Goal of the exercise: Please copy exactly the lines that run from the start of the entries to the line containing "has neighbours using", inclusive.

Materials provided:

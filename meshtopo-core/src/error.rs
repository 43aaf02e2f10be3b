//! Error types for meshtopo

use thiserror::Error;

/// Main error type for meshtopo operations
#[derive(Error, Debug, Clone, PartialEq)]
pub enum Error {
    #[error("Invalid data: {0}")]
    InvalidData(String),

    #[error("Non-manifold input: edge ({0}, {1}) is shared by {2} faces")]
    NonManifold(usize, usize, usize),

    #[error("Stale {0} handle: the entity has been removed")]
    StaleHandle(&'static str),

    #[error("Invalid {kind} ID {id}: only {count} exist")]
    InvalidId {
        kind: &'static str,
        id: usize,
        count: usize,
    },

    #[error("Precondition violated: {0}")]
    Precondition(String),

    #[error("Palette exhausted: face {face} has neighbours using all {palette_size} colors")]
    PaletteExhausted { face: usize, palette_size: usize },

    #[error("Unsupported operation: {0}")]
    Unsupported(String),
}

/// Result type alias for meshtopo operations
pub type Result<T> = std::result::Result<T, Error>;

Result of this task:
filename meshtopo-core/src/error.rs
repository 43aaf02e2f10be3b
//! Error types for meshtopo

use thiserror::Error;

/// Main error type for meshtopo operations
#[derive(Error, Debug, Clone, PartialEq)]
pub enum Error {
    #[error("Invalid data: {0}")]
    InvalidData(String),

    #[error("Non-manifold input: edge ({0}, {1}) is shared by {2} faces")]
    NonManifold(usize, usize, usize),

    #[error("Stale {0} handle: the entity has been removed")]
    StaleHandle(&'static str),

    #[error("Invalid {kind} ID {id}: only {count} exist")]
    InvalidId {
        kind: &'static str,
        id: usize,
        count: usize,
    },

    #[error("Precondition violated: {0}")]
    Precondition(String),

    #[error("Palette exhausted: face {face} has neighbours using all {palette_size} colors")]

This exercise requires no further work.